* _Task item_: Word for word, reproduce every line of the data.

* _Source information_:
//! Intent detection for incoming support messages.
//!
//! Keyword heuristics only, no model call. Matching rules live behind
//! [`IntentClassifier`] so they can be swapped or tested independently of
//! response generation.

use serde::{Deserialize, Serialize};

use crate::orders::OrderStore;

/// Phrases that hand the conversation to a human operator. Matching is
/// case-insensitive substring, so "agents" and "reagent" trigger too.
pub const ESCALATION_KEYWORDS: &[&str] = &[
    "fraud",
    "dispute",
    "human",
    "agent",
    "supervisor",
    "manager",
    "speak to someone",
    "real person",
];

const STATUS_MARKERS: &[&str] = &["status", "where", "track"];

const RETURN_MARKERS: &[&str] = &["return", "refund"];

/// Words that mark a message as being about the product catalog.
const PRODUCT_KEYWORDS: &[&str] = &[
    "headphone",
    "earphone",
    "earbud",
    "speaker",
    "wireless",
    "wired",
    "bluetooth",
    "sony",
    "jbl",
    "boult",
    "ptron",
    "oneplus",
    "skullcandy",
    "price",
    "discount",
    "deal",
    "rating",
    "review",
    "recommend",
    "compare",
    "battery",
    "bass",
    "noise",
];

/// Punctuation trimmed from token edges before order-number lookup.
const ORDER_TOKEN_TRIM: &[char] = &['#', '.', ',', '?', '!'];

/// What a message is asking for.
#[derive(Debug, Clone, Serialize, Deserialize, PartialEq, Eq)]
pub enum Intent {
    /// Hand the conversation to a human operator.
    Escalate,
    /// Status inquiry for a known order.
    OrderStatus { order_id: String },
    /// Return or refund request for a known order.
    ReturnRefund { order_id: String },
    /// Question about the product catalog.
    ProductQuery,
    /// Anything else; delegated to the completion service as-is.
    General,
}

/// Swappable matching rules for intent detection.
pub trait IntentClassifier: Send + Sync {
    /// Classify one utterance. Only the current utterance counts; history
    /// never feeds back into classification.
    fn classify(&self, utterance: &str, orders: &dyn OrderStore) -> Intent;

    /// The name of this classifier implementation.
    fn name(&self) -> &str;
}

/// Case-insensitive substring matching against fixed keyword lists.
/// First match wins, in the order: escalate, order status, return/refund,
/// product query, general.
#[derive(Debug, Clone, Default)]
pub struct KeywordClassifier;

impl KeywordClassifier {
    pub fn new() -> Self {
        Self
    }

    /// Find the first whitespace token that names a known order, after
    /// trimming `#.,?!` from the token edges. Membership in the order store
    /// is the only validation.
    pub fn extract_order_number(utterance: &str, orders: &dyn OrderStore) -> Option<String> {
        utterance
            .split_whitespace()
            .map(|word| word.trim_matches(ORDER_TOKEN_TRIM))
            .find(|cleaned| !cleaned.is_empty() && orders.get(cleaned).is_some())
            .map(str::to_string)
    }
}

fn contains_any(haystack: &str, needles: &[&str]) -> bool {
    needles.iter().any(|needle| haystack.contains(needle))
}

impl IntentClassifier for KeywordClassifier {
    fn classify(&self, utterance: &str, orders: &dyn OrderStore) -> Intent {
        let lowered = utterance.to_lowercase();

        if contains_any(&lowered, ESCALATION_KEYWORDS) {
            return Intent::Escalate;
        }

        if let Some(order_id) = Self::extract_order_number(utterance, orders) {
            if contains_any(&lowered, STATUS_MARKERS) {
                return Intent::OrderStatus { order_id };
            }
            if contains_any(&lowered, RETURN_MARKERS) {
                return Intent::ReturnRefund { order_id };
            }
        }

        if contains_any(&lowered, PRODUCT_KEYWORDS) {
            return Intent::ProductQuery;
        }

        Intent::General
    }

    fn name(&self) -> &str {
        "keyword"
    }
}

* _Result of the exercise_:
//! Intent detection for incoming support messages.
//!
//! Keyword heuristics only, no model call. Matching rules live behind
//! [`IntentClassifier`] so they can be swapped or tested independently of
//! response generation.

use serde::{Deserialize, Serialize};

use crate::orders::OrderStore;

/// Phrases that hand the conversation to a human operator. Matching is
/// case-insensitive substring, so "agents" and "reagent" trigger too.
pub const ESCALATION_KEYWORDS: &[&str] = &[
    "fraud",
    "dispute",
    "human",
    "agent",
    "supervisor",
    "manager",
    "speak to someone",
    "real person",
];

const STATUS_MARKERS: &[&str] = &["status", "where", "track"];

const RETURN_MARKERS: &[&str] = &["return", "refund"];

/// Words that mark a message as being about the product catalog.
const PRODUCT_KEYWORDS: &[&str] = &[
    "headphone",
    "earphone",
    "earbud",
    "speaker",
    "wireless",
    "wired",
    "bluetooth",
    "sony",
    "jbl",
    "boult",
    "ptron",
    "oneplus",
    "skullcandy",
    "price",
    "discount",
    "deal",
    "rating",
    "review",
    "recommend",
    "compare",
    "battery",
    "bass",
    "noise",
];

/// Punctuation trimmed from token edges before order-number lookup.
const ORDER_TOKEN_TRIM: &[char] = &['#', '.', ',', '?', '!'];

/// What a message is asking for.
#[derive(Debug, Clone, Serialize, Deserialize, PartialEq, Eq)]
pub enum Intent {
    /// Hand the conversation to a human operator.
    Escalate,
    /// Status inquiry for a known order.
    OrderStatus { order_id: String },
    /// Return or refund request for a known order.
    ReturnRefund { order_id: String },
    /// Question about the product catalog.
    ProductQuery,
    /// Anything else; delegated to the completion service as-is.
    General,
}

/// Swappable matching rules for intent detection.
pub trait IntentClassifier: Send + Sync {
    /// Classify one utterance. Only the current utterance counts; history
    /// never feeds back into classification.
    fn classify(&self, utterance: &str, orders: &dyn OrderStore) -> Intent;

    /// The name of this classifier implementation.
    fn name(&self) -> &str;
}

/// Case-insensitive substring matching against fixed keyword lists.
/// First match wins, in the order: escalate, order status, return/refund,
/// product query, general.
#[derive(Debug, Clone, Default)]
pub struct KeywordClassifier;

impl KeywordClassifier {
    pub fn new() -> Self {
        Self
    }

    /// Find the first whitespace token that names a known order, after
    /// trimming `#.,?!` from the token edges. Membership in the order store
    /// is the only validation.
    pub fn extract_order_number(utterance: &str, orders: &dyn OrderStore) -> Option<String> {
        utterance
            .split_whitespace()
            .map(|word| word.trim_matches(ORDER_TOKEN_TRIM))
            .find(|cleaned| !cleaned.is_empty() && orders.get(cleaned).is_some())
            .map(str::to_string)
    }
}

fn contains_any(haystack: &str, needles: &[&str]) -> bool {
    needles.iter().any(|needle| haystack.contains(needle))
}

impl IntentClassifier for KeywordClassifier {
    fn classify(&self, utterance: &str, orders: &dyn OrderStore) -> Intent {
        let lowered = utterance.to_lowercase();

        if contains_any(&lowered, ESCALATION_KEYWORDS) {
            return Intent::Escalate;
        }

        if let Some(order_id) = Self::extract_order_number(utterance, orders) {
            if contains_any(&lowered, STATUS_MARKERS) {
                return Intent::OrderStatus { order_id };
            }
            if contains_any(&lowered, RETURN_MARKERS) {
                return Intent::ReturnRefund { order_id };
            }
        }

        if contains_any(&lowered, PRODUCT_KEYWORDS) {
            return Intent::ProductQuery;
        }

        Intent::General
    }

    fn name(&self) -> &str {
        "keyword"
    }
}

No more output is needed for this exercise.